Claus Strunz: Uns treibt übrigens auch die Frage um, ob die Wochenaktualität der "Akte" erhöht werden sollte. Ich formuliere das so zurückhaltend, weil wir nicht aus Effekthascherei längere Recherchen hintenanstellen wollen. Aber es ist sicherlich reizvoll, die "Akte" zu einer verlässlichen Anlaufstelle zu entwickeln, bei der man weiß: Wenn etwas Großes passiert ist in der Woche - die "Akte" wird sich damit, wenn auch auf ganz eigene Art, beschäftigen.

Wird Fernsehjournalismus in Deutschland eigentlich ernst genommen?

Claus Strunz: In Deutschland wird die öffentliche Debatte - anders als im englischsprachigen Raum - ja noch sehr stark durch die Presse geführt. Vielleicht ist man deshalb besonders kritisch, weil man sich die Butter nicht vom Brot nehmen lassen will. Vielleicht aber liegt es auch daran, dass ich auf Grund meiner Vita das nur besonders genau betrachte und sicher dadurch auch ein bisschen verzerrt wahrnehme. Es gibt im deutschen Journalismus insgesamt eine fast schon fetisch-artige Lust an der Geißelung der eigenen Branche. Es ist natürlich eine journalistische Tugend, selbstkritisch zu sein, aber es fällt auch auf, wenn man es damit übertreibt.

Matthias Pfeffer: Wir sehen uns bei der "Akte" auch als Testimonials für das Genre. Wir glauben, dass das deutsche Fernsehen mehr Fernsehjournalismus mit Relevanz vertragen könnte.

"Der Alltag geht fast unverändert weiter. Da gibt es eine Diskrepanz zwischen der Darstellung der Welt in den Nachrichten und dem Alltag, wie ihn die Menschen erleben. Und das treibt manche Zuschauer auch von den Nachrichtenmedien weg."

Matthias Pfeffer

Was ist denn Relevanz und wer entscheidet das?

Matthias Pfeffer: Eine sehr gute Frage. Relevant ist nicht, was wir Journalisten für relevant erklären. Das war auch so ein Denkfehler der vergangenen Jahre, der dazu geführt hat, dass der Journalismus als Ganzes von einigen Menschen zu den vermeintlichen Eliten des Landes gezählt wurde, die bestimmen würden, was zu tun sei. Relevant ist, was die Menschen als wichtig in ihrem Leben empfinden.

Claus Strunz: Ein Kollege ging neulich in die Bäckerei und will sein Frühstück arglos mit einem 50 Euro-Schein bezahlen.
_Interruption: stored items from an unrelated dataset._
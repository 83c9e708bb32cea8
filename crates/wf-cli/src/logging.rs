//! Tracing subscriber setup.

/// Install the global subscriber. Filter comes from `RUST_LOG` (default
/// `warn`); `LOG_FORMAT=json` switches to JSON lines. Logs go to stderr so
/// stdout carries only frames and the report.
pub fn init_tracing() {
    let filter = tracing_subscriber::EnvFilter::try_from_default_env()
        .unwrap_or_else(|_| tracing_subscriber::EnvFilter::new("warn"));

    let json = matches!(std::env::var("LOG_FORMAT").as_deref(), Ok("json"));
    if json {
        tracing_subscriber::fmt()
            .with_env_filter(filter)
            .with_writer(std::io::stderr)
            .with_target(false)
            .json()
            .with_current_span(true)
            .init();
    } else {
        tracing_subscriber::fmt()
            .with_env_filter(filter)
            .with_writer(std::io::stderr)
            .with_target(false)
            .compact()
            .init();
    }

    std::panic::set_hook(Box::new(|info| {
        let backtrace = std::backtrace::Backtrace::capture();
        tracing::error!(%info, ?backtrace, "panic");
    }));
}
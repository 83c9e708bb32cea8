use std::collections::HashSet;

use crate::context::SimContext;
use crate::error::SimResult;
use crate::event::SimEventKind;
use crate::system::System;
use crate::weed::WeedId;

/// Advances every weed exactly once per tick.
///
/// Weeds move independently. A weed that crosses the far edge is reported
/// once through a [`SimEventKind::LeftField`] event and keeps moving.
#[derive(Debug, Default)]
pub struct DriftSystem {
    departed: HashSet<WeedId>,
}

impl DriftSystem {
    /// Create a drift system with no departures recorded.
    pub fn new() -> Self {
        Self::default()
    }

    /// Return `true` if the weed has crossed the far edge of the field.
    pub fn has_left(&self, id: WeedId) -> bool {
        self.departed.contains(&id)
    }

    /// Number of weeds that have crossed the far edge.
    pub fn departed_count(&self) -> usize {
        self.departed.len()
    }
}

impl System for DriftSystem {
    fn name(&self) -> &str {
        "drift"
    }

    fn tick(&mut self, ctx: &mut SimContext<'_>) -> SimResult<()> {
        let config = ctx.config;
        let mut crossed = Vec::new();

        for weed in ctx.field.iter_mut() {
            weed.advance(config.drift, config.coordinates, &mut *ctx.rng);
            if weed.position().x >= config.field_width && self.departed.insert(weed.id()) {
                crossed.push(weed.id());
            }
        }

        for id in crossed {
            tracing::trace!(weed = %id, tick = ctx.tick(), "weed left the field");
            ctx.emit(
                SimEventKind::LeftField { weed: id },
                format!("weed {id} left the field"),
            );
        }
        Ok(())
    }

    fn as_any(&self) -> &dyn std::any::Any {
        self
    }

    fn as_any_mut(&mut self) -> &mut dyn std::any::Any {
        self
    }
}
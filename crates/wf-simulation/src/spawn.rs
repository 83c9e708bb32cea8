use rand::Rng;

use crate::config::{ColorMode, CoordinateDomain, SpawnPolicy};
use crate::context::SimContext;
use crate::error::SimResult;
use crate::event::SimEventKind;
use crate::system::System;
use crate::weed::Rgb;

/// Decides once per tick whether a new weed enters the field, and places it
/// on the origin edge at a uniformly random lateral position.
#[derive(Debug, Default)]
pub struct SpawnSystem {
    spawned: u64,
    skipped: u64,
}

impl SpawnSystem {
    /// Create a spawn system with zeroed counters.
    pub fn new() -> Self {
        Self::default()
    }

    /// Number of weeds this system has spawned.
    pub fn spawned(&self) -> u64 {
        self.spawned
    }

    /// Number of ticks on which the policy decided not to spawn.
    pub fn skipped(&self) -> u64 {
        self.skipped
    }

    fn should_spawn<R: Rng + ?Sized>(policy: SpawnPolicy, rng: &mut R) -> bool {
        match policy {
            SpawnPolicy::Always => true,
            SpawnPolicy::Probability(p) => rng.random_bool(p),
        }
    }

    /// Draw the initial lateral coordinate from `[0, height)`.
    fn initial_y<R: Rng + ?Sized>(domain: CoordinateDomain, height: f64, rng: &mut R) -> f64 {
        match domain {
            CoordinateDomain::Real => rng.random_range(0.0..height),
            CoordinateDomain::Integer => {
                let rows = height.ceil() as u64;
                rng.random_range(0..rows) as f64
            }
        }
    }

    fn color<R: Rng + ?Sized>(mode: ColorMode, rng: &mut R) -> Option<Rgb> {
        match mode {
            ColorMode::Random => Some(Rgb::random(rng)),
            ColorMode::Fixed(rgb) => Some(rgb),
            ColorMode::Off => None,
        }
    }
}

impl System for SpawnSystem {
    fn name(&self) -> &str {
        "spawn"
    }

    fn tick(&mut self, ctx: &mut SimContext<'_>) -> SimResult<()> {
        let config = ctx.config;
        if !Self::should_spawn(config.spawn, &mut *ctx.rng) {
            self.skipped += 1;
            return Ok(());
        }

        let y0 = Self::initial_y(config.coordinates, config.field_height, &mut *ctx.rng);
        let color = Self::color(config.color, &mut *ctx.rng);
        let id = ctx.field.spawn(y0, config.speed, config.angle, color);
        self.spawned += 1;

        tracing::debug!(weed = %id, y0, tick = ctx.tick(), "weed spawned");
        ctx.emit(
            SimEventKind::Spawned { weed: id },
            format!("weed {id} spawned at (0.0, {y0:.1})"),
        );
        Ok(())
    }

    fn as_any(&self) -> &dyn std::any::Any {
        self
    }

    fn as_any_mut(&mut self) -> &mut dyn std::any::Any {
        self
    }
}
Es ist früh am Morgen und die Verkäuferin kann auf einen 50 Euro-Schein kein Wechselgeld rausgeben. Da sagt der Kollege ganz verduzt:: "Das muss doch möglich sein, ein 50 Euro-Schein kommt doch aus jedem Geldautomaten." Darauf entgegnet die Verkäuferin: "Bei mir nicht." Das sagt eine Frau die den ganzen Tag arbeitet und dennoch jeden Euro zweimal umdrehen muss. Das macht mich dann neugierig darauf, was diese Frau über so manche Themen von heute denkt, die mit etwas größerem Geldbeutel von uns vielleicht gelassener betrachtet werden.

Matthias Pfeffer: Journalismus ist selten so spannend gewesen wie in dieser Zeit. Als ich bei Sat.1 anfing, gab es das Magazin "Quadriga" mit Dieter Kronzucker - und damals erlebten wir den Mauerfall und die Folgen. Das war eine sehr aufregende Zeit für uns Journalisten, in der sehr viel auf dem Spiel stand. Seitdem hat es so etwas nicht mehr gegeben bei uns.
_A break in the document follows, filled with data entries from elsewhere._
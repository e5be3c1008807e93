//! Bookie failure handling.
//!
//! Quorum arithmetic decides how many bookies may fail: reads of an entry
//! survive the loss of up to `W - A` copies, adds survive failures while the
//! ack quorum stays reachable, and ensemble changes swap failed bookies out
//! when spares exist.

#![allow(clippy::expect_used, clippy::panic, clippy::unwrap_used)]

use std::time::Duration;

use quorumlog_client::{
    testutil::{options, TestCluster},
    ClientConfig, LedgerError,
};
use quorumlog_cluster::testutil::make_tagged_payload;
use rstest::rstest;

fn without_ensemble_change() -> ClientConfig {
    ClientConfig::builder()
        .add_entry_timeout(Duration::from_millis(200))
        .read_entry_timeout(Duration::from_millis(200))
        .ensemble_change_enabled(false)
        .build()
        .expect("config")
}

#[rstest]
#[case::three(3)]
#[case::five(5)]
#[tokio::test]
async fn full_quorum_survives_one_loss_for_reads(#[case] n: usize) {
    let cluster = TestCluster::new(n);
    let ledger = cluster.client().create_ledger(options(n, n, n)).await.expect("create");
    ledger.add_entry(b"data").await.expect("add");

    let ensemble = ledger.metadata().ensemble_at(0).to_vec();
    cluster.kill_bookie(&ensemble[0]);

    let entry = ledger.read_last_entry().await.expect("read last entry");
    assert_eq!(entry.payload().as_ref(), b"data");
}

#[rstest]
#[case::three(3)]
#[case::five(5)]
#[tokio::test]
async fn losing_every_bookie_fails_adds_and_reads(#[case] n: usize) {
    let cluster = TestCluster::new(n);
    let ledger = cluster.client().create_ledger(options(n, n, n)).await.expect("create");
    ledger.add_entry(b"data").await.expect("add");

    for bookie in cluster.bookies.bookie_ids() {
        cluster.kill_bookie(&bookie);
    }

    let add = ledger.add_entry(b"more").await;
    assert!(matches!(add, Err(LedgerError::NotEnoughBookies { .. })), "got {add:?}");

    let read = ledger.read_entries(0, 0).await;
    assert!(matches!(read, Err(LedgerError::BookieUnavailable { .. })), "got {read:?}");

    // The failed handle is sealed for writes.
    let again = ledger.add_entry(b"again").await;
    assert!(matches!(again, Err(LedgerError::LedgerClosed { .. })), "got {again:?}");
}

#[rstest]
#[case::striped(5, 3, 2)]
#[case::full_write_weak_ack(3, 3, 1)]
#[case::wide(5, 5, 3)]
#[tokio::test]
async fn reads_tolerate_losing_write_minus_ack_copies(#[case] e: usize, #[case] w: usize, #[case] a: usize) {
    let cluster = TestCluster::new(e);
    let ledger = cluster.client().create_ledger(options(e, w, a)).await.expect("create");
    ledger.add_entry(b"survivor").await.expect("add");

    // Kill the first W - A bookies of entry 0's write set.
    let ensemble = ledger.metadata().ensemble_at(0).to_vec();
    for bookie in &ensemble[..w - a] {
        cluster.kill_bookie(bookie);
    }

    let entries = ledger.read_entries(0, 0).await.expect("read");
    assert_eq!(entries[0].payload().as_ref(), b"survivor");
}

#[tokio::test]
async fn adds_survive_failures_within_the_ack_quorum() {
    let cluster = TestCluster::new(3);
    let ledger = cluster
        .client_with_config(without_ensemble_change())
        .create_ledger(options(3, 3, 2))
        .await
        .expect("create");

    let ensemble = ledger.metadata().ensemble_at(0).to_vec();
    cluster.kill_bookie(&ensemble[2]);

    for i in 0..5 {
        assert_eq!(ledger.add_entry(&make_tagged_payload(i)).await.expect("add"), i as i64);
    }
    assert_eq!(ledger.last_add_confirmed(), 4);
}

#[tokio::test]
async fn adds_fail_once_ack_quorum_is_unreachable() {
    let cluster = TestCluster::new(3);
    let ledger = cluster
        .client_with_config(without_ensemble_change())
        .create_ledger(options(3, 3, 2))
        .await
        .expect("create");
    ledger.add_entry(b"first").await.expect("add");

    let ensemble = ledger.metadata().ensemble_at(0).to_vec();
    cluster.kill_bookie(&ensemble[0]);
    cluster.kill_bookie(&ensemble[1]);

    let add = ledger.add_entry(b"second").await;
    assert!(matches!(add, Err(LedgerError::NotEnoughBookies { .. })), "got {add:?}");
    assert_eq!(ledger.last_add_confirmed(), 0);
}

#[tokio::test]
async fn hung_bookie_times_out_without_blocking_the_quorum() {
    let cluster = TestCluster::new(3);
    let ledger = cluster
        .client_with_config(without_ensemble_change())
        .create_ledger(options(3, 3, 2))
        .await
        .expect("create");

    let ensemble = ledger.metadata().ensemble_at(0).to_vec();
    cluster.bookies.hang_bookie(&ensemble[1]);

    assert_eq!(ledger.add_entry(b"quick").await.expect("add"), 0);
    let entries = ledger.read_entries(0, 0).await.expect("read");
    assert_eq!(entries[0].payload().as_ref(), b"quick");
}

#[tokio::test]
async fn ensemble_change_replaces_a_failed_bookie() {
    let cluster = TestCluster::new(4);
    let ledger = cluster.client().create_ledger(options(3, 3, 3)).await.expect("create");
    assert_eq!(ledger.add_entry(b"before").await.expect("add"), 0);

    let original = ledger.metadata().ensemble_at(0).to_vec();
    let failed = original[1].clone();
    cluster.kill_bookie(&failed);

    assert_eq!(ledger.add_entry(b"after").await.expect("add after change"), 1);

    let metadata = ledger.metadata();
    assert_eq!(metadata.ensembles.len(), 2);
    let (boundary, current) = metadata.last_ensemble();
    assert_eq!(boundary, 1);
    assert!(!current.contains(&failed));
    assert_eq!(current[0], original[0]);
    assert_eq!(current[2], original[2]);
    assert_eq!(cluster.stats.snapshot().ensemble_changes, 1);

    let entries = ledger.read_entries(0, 1).await.expect("read across ensembles");
    assert_eq!(entries[0].payload().as_ref(), b"before");
    assert_eq!(entries[1].payload().as_ref(), b"after");

    ledger.close().await.expect("close");
    assert_eq!(ledger.metadata().last_entry_id, 1);
}

#[tokio::test]
async fn ensemble_change_without_spares_fails_the_ledger() {
    let cluster = TestCluster::new(3);
    let ledger = cluster.client().create_ledger(options(3, 3, 3)).await.expect("create");
    ledger.add_entry(b"a").await.expect("add");

    let ensemble = ledger.metadata().ensemble_at(0).to_vec();
    cluster.kill_bookie(&ensemble[0]);

    let add = ledger.add_entry(b"b").await;
    assert!(matches!(add, Err(LedgerError::NotEnoughBookies { .. })), "got {add:?}");
    assert_eq!(cluster.stats.snapshot().ensemble_change_failures, 1);
    assert_eq!(ledger.last_add_confirmed(), 0);
}

#[tokio::test]
async fn writes_continue_on_a_degraded_ensemble_without_spares() {
    let cluster = TestCluster::new(3);
    let ledger = cluster.client().create_ledger(options(3, 3, 2)).await.expect("create");
    ledger.add_entry(&make_tagged_payload(0)).await.expect("add");

    let ensemble = ledger.metadata().ensemble_at(0).to_vec();
    cluster.kill_bookie(&ensemble[2]);

    for i in 1..6 {
        let entry_id = ledger.add_entry(&make_tagged_payload(i)).await.expect("add on degraded ensemble");
        assert_eq!(entry_id, i as i64);
    }
    assert_eq!(ledger.last_add_confirmed(), 5);
    assert!(!ledger.is_closed());
    assert_eq!(ledger.metadata().ensembles.len(), 1);
    assert_eq!(cluster.stats.snapshot().ensemble_change_failures, 1);

    // A second loss leaves fewer than A bookies for the next entry.
    cluster.kill_bookie(&ensemble[1]);
    let add = ledger.add_entry(b"unreachable").await;
    assert!(matches!(add, Err(LedgerError::NotEnoughBookies { .. })), "got {add:?}");
    let after = ledger.add_entry(b"after").await;
    assert!(matches!(after, Err(LedgerError::LedgerClosed { .. })), "got {after:?}");

    assert_eq!(ledger.last_add_confirmed(), 5);
    let entries = ledger.read_entries(0, 5).await.expect("read from the surviving bookie");
    assert_eq!(entries.len(), 6);
}

#[tokio::test]
async fn restarted_bookie_serves_its_entries_again() {
    let cluster = TestCluster::new(3);
    let ledger = cluster.client().create_ledger(options(3, 3, 3)).await.expect("create");
    ledger.add_entry(b"kept").await.expect("add");

    let bookies = cluster.bookies.bookie_ids();
    for bookie in &bookies {
        cluster.kill_bookie(bookie);
    }
    assert!(matches!(ledger.read_entries(0, 0).await, Err(LedgerError::BookieUnavailable { .. })));

    cluster.restart_bookie(&bookies[0]);
    let entries = ledger.read_entries(0, 0).await.expect("read after restart");
    assert_eq!(entries[0].payload().as_ref(), b"kept");
}

#[tokio::test]
async fn recovery_tolerates_a_dead_bookie() {
    let cluster = TestCluster::new(3);
    let writer = cluster.client().create_ledger(options(3, 3, 2)).await.expect("create");
    for i in 0..3 {
        writer.add_entry(&make_tagged_payload(i)).await.expect("add");
    }

    let ensemble = writer.metadata().ensemble_at(0).to_vec();
    cluster.kill_bookie(&ensemble[2]);

    let reader = cluster
        .client()
        .open_ledger(writer.id(), quorumlog_cluster::DigestType::Crc32, b"pw")
        .await
        .expect("recovery open");
    assert_eq!(reader.last_add_confirmed(), 2);
    let entries = reader.read_entries(0, 2).await.expect("read");
    assert_eq!(entries.len(), 3);
}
Den 11. September 2001 vielleicht?

Matthias Pfeffer: Ja richtig, aber erst heute spüren wir die Folgen des 11. Septembers durch den sich gegenseitig aufschaukelnden Hass, der inzwischen weite Teile der Welt erreicht hat und politisch und gesellschaftlich besorgniserregend wird. Es mangelt nicht an Erschütterungen und selbst westliche Partner gucken sorgenvoll Richtung USA. Es brechen bislang sicher gewusste Stützpfeiler weg. Wie gestaltet sich das Leben in Zeiten von Schlagzeilen, die immer wieder das Gefühl geben, die Welt ist verrückt geworden. Es ist doch spannend, wenn Populisten so erfolgreich Untergangsstimmungen verbreiten, obwohl es uns in Deutschland wirtschaftlich insgesamt sehr gut geht nach Finanzmarkt-Krise, Euro-Krise und allem, was passiert ist. Wenn man die Nachrichten schaut, könnte man mitunter den Eindruck bekommen, morgen geht die Welt unter. Und dann merkt man: Der Alltag geht fast unverändert weiter. Da gibt es eine Diskrepanz zwischen der Darstellung der Welt in den Nachrichten und dem Alltag, wie ihn die Menschen erleben. Und das treibt manche Zuschauer auch von den Nachrichtenmedien weg.